Este significante tiene en el Sur otro sentido: el del tiempo detenido. El diagnóstico de la violencia en el Sur no es de situación crítica, sino de enfermedad crónica y degenerativa. No obstante, no puede ser terminal. Debemos resistir este imaginario de la violencia. La imaginación utópica tiene un enorme poder político y, como estrategia, puede operar como resistencia activa y productiva de nuevas y diferentes agendas de batallas políticas. Habría que hacer experimentos mentales donde hay ingreso mínimo universal, ventiladores, insumos e infraestructura para todos los que enfermen, poblaciones sin comorbilidades… ¿Qué pasaría si todas las vidas fuesen valoradas como dignas de protección y salvaguarda? ¿Una pandemia de esta magnitud podría tener lugar?
México es un país en el que los índices de desigualdad social son de los más altos del mundo. En México, el 80% de la riqueza se concentra en el 10% de las familias, de las cuales sólo el 1% acapara más de un tercero. El tiempo está también injustamente distribuido. Según un informe de la CEPAL,1 las mujeres en México son las que destinan más tiempo para el trabajo doméstico y de cuidado no remunerado. Las mexicanas dedicamos aproximadamente el 30% de nuestro tiempo en labores de cuidado mientras que los hombres sólo el 11%. Estos números indican una enorme desigualdad de género.

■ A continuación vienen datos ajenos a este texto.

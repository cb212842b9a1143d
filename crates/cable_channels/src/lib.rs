#![forbid(unsafe_code)]

//! Channel kinetics: passive leak and Hodgkin–Huxley.
//!
//! Voltages are mV, time is ms, conductances are S/cm², currents come out
//! in mA/cm². The Hodgkin–Huxley rates are the squid-axon values at 6.3 °C.

use serde::{Deserialize, Serialize};

/// Passive leak parameters.
#[derive(Debug, Clone, Copy, PartialEq, Serialize, Deserialize)]
pub struct Leak {
    /// Conductance, S/cm².
    pub g: f64,
    /// Reversal potential, mV.
    pub e: f64,
}

impl Default for Leak {
    fn default() -> Self {
        Self { g: 0.001, e: -65.0 }
    }
}

pub fn leak_current(leak: Leak, v: f64) -> f64 {
    leak.g * (v - leak.e)
}

/// Hodgkin–Huxley maximal conductances (S/cm²) and leak reversal (mV).
#[derive(Debug, Clone, Copy, PartialEq, Serialize, Deserialize)]
pub struct HhParams {
    pub gnabar: f64,
    pub gkbar: f64,
    pub gl: f64,
    pub el: f64,
}

impl Default for HhParams {
    fn default() -> Self {
        Self {
            gnabar: 0.12,
            gkbar: 0.036,
            gl: 0.0003,
            el: -54.3,
        }
    }
}

/// Activation and inactivation gates of the Hodgkin–Huxley channels.
#[derive(Debug, Clone, Copy, PartialEq, Serialize, Deserialize)]
pub struct GatingState {
    pub m: f64,
    pub h: f64,
    pub n: f64,
}

impl GatingState {
    /// Gates at their steady state for a fixed voltage.
    pub fn steady(v: f64) -> Self {
        Self {
            m: gate_steady(alpha_m(v), beta_m(v)),
            h: gate_steady(alpha_h(v), beta_h(v)),
            n: gate_steady(alpha_n(v), beta_n(v)),
        }
    }

    /// Advances all gates by `dt` at voltage `v` with the exponential-Euler
    /// update, which is exact for frozen rates.
    pub fn update(&mut self, v: f64, dt: f64) {
        self.m = integrate_gate(self.m, alpha_m(v), beta_m(v), dt);
        self.h = integrate_gate(self.h, alpha_h(v), beta_h(v), dt);
        self.n = integrate_gate(self.n, alpha_n(v), beta_n(v), dt);
    }
}

/// Total Hodgkin–Huxley membrane current density at voltage `v`, mA/cm².
pub fn hh_current(params: HhParams, gates: GatingState, v: f64, e_na: f64, e_k: f64) -> f64 {
    let m3 = gates.m * gates.m * gates.m;
    let n4 = gates.n * gates.n * gates.n * gates.n;
    let i_na = params.gnabar * m3 * gates.h * (v - e_na);
    let i_k = params.gkbar * n4 * (v - e_k);
    let i_l = params.gl * (v - params.el);
    i_na + i_k + i_l
}

pub fn alpha_m(v: f64) -> f64 {
    exprelr(-(v + 40.0) / 10.0)
}

pub fn beta_m(v: f64) -> f64 {
    4.0 * (-(v + 65.0) / 18.0).exp()
}

pub fn alpha_h(v: f64) -> f64 {
    0.07 * (-(v + 65.0) / 20.0).exp()
}

pub fn beta_h(v: f64) -> f64 {
    1.0 / (1.0 + (-(v + 35.0) / 10.0).exp())
}

pub fn alpha_n(v: f64) -> f64 {
    0.1 * exprelr(-(v + 55.0) / 10.0)
}

pub fn beta_n(v: f64) -> f64 {
    0.125 * (-(v + 65.0) / 80.0).exp()
}

fn gate_steady(alpha: f64, beta: f64) -> f64 {
    alpha / (alpha + beta)
}

fn integrate_gate(x: f64, alpha: f64, beta: f64, dt: f64) -> f64 {
    let rate = alpha + beta;
    let steady = alpha / rate;
    x + (1.0 - (-dt * rate).exp()) * (steady - x)
}

/// x / (exp(x) − 1), continued through the removable singularity at 0.
fn exprelr(x: f64) -> f64 {
    if x.abs() < 1e-7 {
        1.0 - x / 2.0
    } else {
        x / (x.exp() - 1.0)
    }
}
#![forbid(unsafe_code)]

//! Tridiagonal-on-a-tree linear system with in-place Hines solve.
//!
//! The matrix has non-zeros only on the diagonal and at the `(i, p[i])`,
//! `(p[i], i)` pairs given by a parent-index tree in which every child has a
//! higher index than its parent. Under that ordering a single reverse sweep
//! eliminates all off-diagonal entries below the diagonal and a forward
//! sweep back-substitutes, so the solve is O(N).

use cable_core::CvIndex;
use thiserror::Error;

#[derive(Debug, Clone, Copy, PartialEq, Eq, Error)]
pub enum NumericalError {
    #[error("zero pivot on row {}", row.0)]
    ZeroPivot { row: CvIndex },
    #[error("non-finite pivot on row {}", row.0)]
    NonFinitePivot { row: CvIndex },
}

/// Storage layout, for parent `j = p[i]` (so `j < i`):
///
/// - `d[i]` is the diagonal entry at `(i, i)`,
/// - `l[i]` is the entry at `(i, j)`,
/// - `u[i]` is the entry at `(j, i)`,
/// - `l[0]` and `u[0]` are unused.
///
/// The caller assembles `d`, `l`, `u` and `rhs` directly; `solve` overwrites
/// `rhs` with the solution.
#[derive(Debug, Clone, PartialEq)]
pub struct TreeMatrix {
    parent_index: Vec<CvIndex>,
    pub d: Vec<f64>,
    pub l: Vec<f64>,
    pub u: Vec<f64>,
    pub rhs: Vec<f64>,
}

impl TreeMatrix {
    pub fn new(parent_index: Vec<CvIndex>) -> Self {
        let size = parent_index.len();
        let mut matrix = Self {
            parent_index: Vec::new(),
            d: vec![0.0; size],
            l: vec![0.0; size],
            u: vec![0.0; size],
            rhs: vec![0.0; size],
        };
        matrix.reset(parent_index);
        matrix
    }

    /// Replaces the tree structure, reallocating the coefficient vectors.
    pub fn reset(&mut self, parent_index: Vec<CvIndex>) {
        assert!(
            parent_index.first().map_or(true, |&p| p == CvIndex(0)),
            "root must be its own parent"
        );
        assert!(
            parent_index
                .iter()
                .enumerate()
                .skip(1)
                .all(|(i, &p)| p.0 < i),
            "children must have higher indices than their parents"
        );
        let size = parent_index.len();
        self.parent_index = parent_index;
        self.d = vec![0.0; size];
        self.l = vec![0.0; size];
        self.u = vec![0.0; size];
        self.rhs = vec![0.0; size];
    }

    pub fn size(&self) -> usize {
        self.parent_index.len()
    }

    pub fn parent_index(&self) -> &[CvIndex] {
        &self.parent_index
    }

    /// Solves `M · x = rhs` in place, leaving the solution in `rhs`.
    ///
    /// The coefficient vectors are consumed by the elimination, so the
    /// caller reassembles them before every solve.
    pub fn solve(&mut self) -> Result<(), NumericalError> {
        let size = self.size();

        for row in (1..size).rev() {
            let pivot = self.d[row];
            check_pivot(pivot, row)?;
            let factor = self.u[row] / pivot;
            let parent = self.parent_index[row].0;
            self.d[parent] -= factor * self.l[row];
            self.rhs[parent] -= factor * self.rhs[row];
        }

        if size > 0 {
            check_pivot(self.d[0], 0)?;
            self.rhs[0] /= self.d[0];
        }

        for row in 1..size {
            let parent = self.parent_index[row].0;
            self.rhs[row] = (self.rhs[row] - self.l[row] * self.rhs[parent]) / self.d[row];
        }

        Ok(())
    }
}

fn check_pivot(pivot: f64, row: usize) -> Result<(), NumericalError> {
    if pivot == 0.0 {
        Err(NumericalError::ZeroPivot { row: CvIndex(row) })
    } else if !pivot.is_finite() {
        Err(NumericalError::NonFinitePivot { row: CvIndex(row) })
    } else {
        Ok(())
    }
}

Pero no es sólo ese tiempo el que en nuestro país está dramática e injustamente mal distribuido. La expectativa de vida en México se acorta en las poblaciones económicamente desprotegidas. La falta de agua, de servicios médicos de calidad (o de atención médica a secas), el no acceso a la educación, su mala calidad, salarios que no alcanzan para llevar una vida digna, etcétera. Hay vidas que en México se acortan porque la protección social no las cobija.
México es también uno de los países con el índice de feminicidios más alto en el mundo, cada día 10 mujeres son asesinadas por razones de género.2 México tiene la concentración más alta de población indígena en América y más del 80% de esa población vive por debajo de la línea de la pobreza (dos dólares de ingreso al día). La expectativa de vida es 7 años menos en las entidades con mayor concentración de población indígena, la mortalidad infantil es de 2 a 1 mayor, el predominio de las llamadas enfermedades de pobreza (cólera, paludismo, dengue, lepra, etcétera) es también mayor en estas comunidades.3 Hay vidas que en México se acortan porque no son dignas de ser protegidas o salvaguardadas por razones de género, etnicidad y clase social. La llamada “nueva normalidad”, para ser verdaderamente nueva, tendría que intervenir sobre estas violencias y abrir así un horizonte esperanzador, lo que viene no es más que un ofensivo eufemismo.
Rosaura Martínez Ruiz es profesora de la Facultad de Filosofía y Letras. UNAM.